Tuesday, March 6, 2012

The Sun

Sokurov, 2004

This movie is a study of the life of the Japanese emperor around the period of Japan's defeat and surrender in WW2. He is a figure remote and cloistered, sheltered from the glare of publicity even as he exercises a hard to gauge influence in the framing of decisions. He emerges as a cultivated individual, who, while lacking in any particular charisma of his own, occupies a paramount position in the minds and emotions of the citizens, as a godlike head of state. It seems difficult for an outsider to understand the nature of the feelings he aroused. As an aftermath of the traumatic act of surrender, he renounces his supposed divine origin. The film is more about the individual and the institution of monarchy than the momentous events in which he played an important role. An absorbing if not riveting account of the enigmatic historical personage.

Sunday, March 4, 2012

Midnight in Paris

2010, 90m, Woody Allen

The year is 2010. The Woody Allen proxy, a successful film script writer aspiring to be a novelist, catches a taxi which takes him on a time travel to the 1920s where he encounters the likes of Hemingway, Fitzgerald, Picasso, Bunuel and others.

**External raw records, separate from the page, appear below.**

use std::time::Duration;

use serde::{Deserialize, Serialize};
use tracing::warn;

/// How the heartbeat recovers after waking up late.
#[derive(Debug, Clone, Copy, PartialEq, Eq, Default, Serialize, Deserialize)]
#[serde(tag = "mode", rename_all = "snake_case")]
pub enum OverrunPolicy {
    /// Forget the missed beats and schedule the next one a full period from now.
    #[default]
    Skip,
    /// Fire missed beats back to back, at most `max_burst` of them.
    CatchUp { max_burst: u32 },
    /// Keep the original cadence; a late beat does not shift later ones.
    Fixed,
}

/// Heartbeat configuration.
///
/// Every field has a default so a partial JSON object is enough:
///
/// ```json
/// { "rate_hz": 4, "policy": { "mode": "catch_up", "max_burst": 2 } }
/// ```
#[derive(Debug, Clone, PartialEq, Serialize, Deserialize)]
#[serde(default)]
pub struct HeartbeatConfig {
    /// Beats per second. 0 selects manual mode.
    pub rate_hz: u32,
    pub policy: OverrunPolicy,
    /// Fraction of the period (0.0..=1.0) a pulse fan-out may use before a
    /// warning is logged.
    pub budget_warn_threshold: f64,
    /// Upper bound of the random delay added to the first beat.
    pub initial_jitter_us: u64,
}

impl Default for HeartbeatConfig {
    fn default() -> Self {
        Self {
            rate_hz: 10,
            policy: OverrunPolicy::default(),
            budget_warn_threshold: 0.5,
            initial_jitter_us: 1_000,
        }
    }
}

impl HeartbeatConfig {
    pub const MAX_RATE_HZ: u32 = 1_000;

    pub fn with_rate(rate_hz: u32) -> Self {
        Self {
            rate_hz,
            ..Default::default()
        }
    }

    /// A config for worlds that are pulsed by hand.
    pub fn manual() -> Self {
        Self::with_rate(0)
    }

    /// Clamp out-of-range values. Applied by [`crate::Heartbeat::new`].
    pub fn validated(mut self) -> Self {
        if self.rate_hz > Self::MAX_RATE_HZ {
            warn!(
                rate = self.rate_hz,
                max = Self::MAX_RATE_HZ,
                "heartbeat rate too high, clamping"
            );
            self.rate_hz = Self::MAX_RATE_HZ;
        }
        if !self.budget_warn_threshold.is_finite() {
            self.budget_warn_threshold = 1.0;
        }
        self.budget_warn_threshold = self.budget_warn_threshold.clamp(0.0, 1.0);
        self
    }

    pub fn is_manual(&self) -> bool {
        self.rate_hz == 0
    }

    /// Time between beats, or `None` in manual mode.
    pub fn period(&self) -> Option<Duration> {
        match self.rate_hz {
            0 => None,
            hz => Some(Duration::from_secs_f64(1.0 / f64::from(hz))),
        }
    }
}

It is quite diverting to encounter these luminaries in caricature even as the young man learns some necessary lessons about life. A light, enjoyable and forgettable comedy, informatively back-grounded by Paris and Cole Porter.

Friday, March 2, 2012

Descendants

2011, 115m

A family drama framed in the windblown landscape of Hawaii. The about to be widowed Clooney discovers he has been cuckolded, even as his wife lies in a coma, awaiting withdrawal of the life support system. Clooney is a descendant of the earliest American settlers in Hawaii and the trustee of a huge estate which is about to be sold to developers who will convert the idyllic paradise to a commercial complex. The film is a well made soap opera which keeps you engrossed.

Thursday, March 1, 2012

Tabloid

Errol Morris, 2010, 90m, documentary

The film mainly consists of interviews of former beauty queen Joyce McKinney, who came into the limelight in what became famous as the case of the manacled Mormon. McKinney kidnapped the Mormon, a former boyfriend who disappeared to become a missionary, keeping him chained for three days to have her way with him. The case creates a journalistic storm in the less respectable sections of the British press and media. The different tabloids are shown in a ferocious battle to grab bits of the story first, going to all extents to doctor the news and photographs, to be ahead in circulation. The "accused" pleads innocent and finally disappears back into the US emerging decades later as she gets her deceased dog cloned by a Korean specialist. What makes the film interesting is the veracity of the persona which emerges from the hilarious interviews, testifying to the contrariness that constitutes a human being. Morris at his usual best on his familiar turf.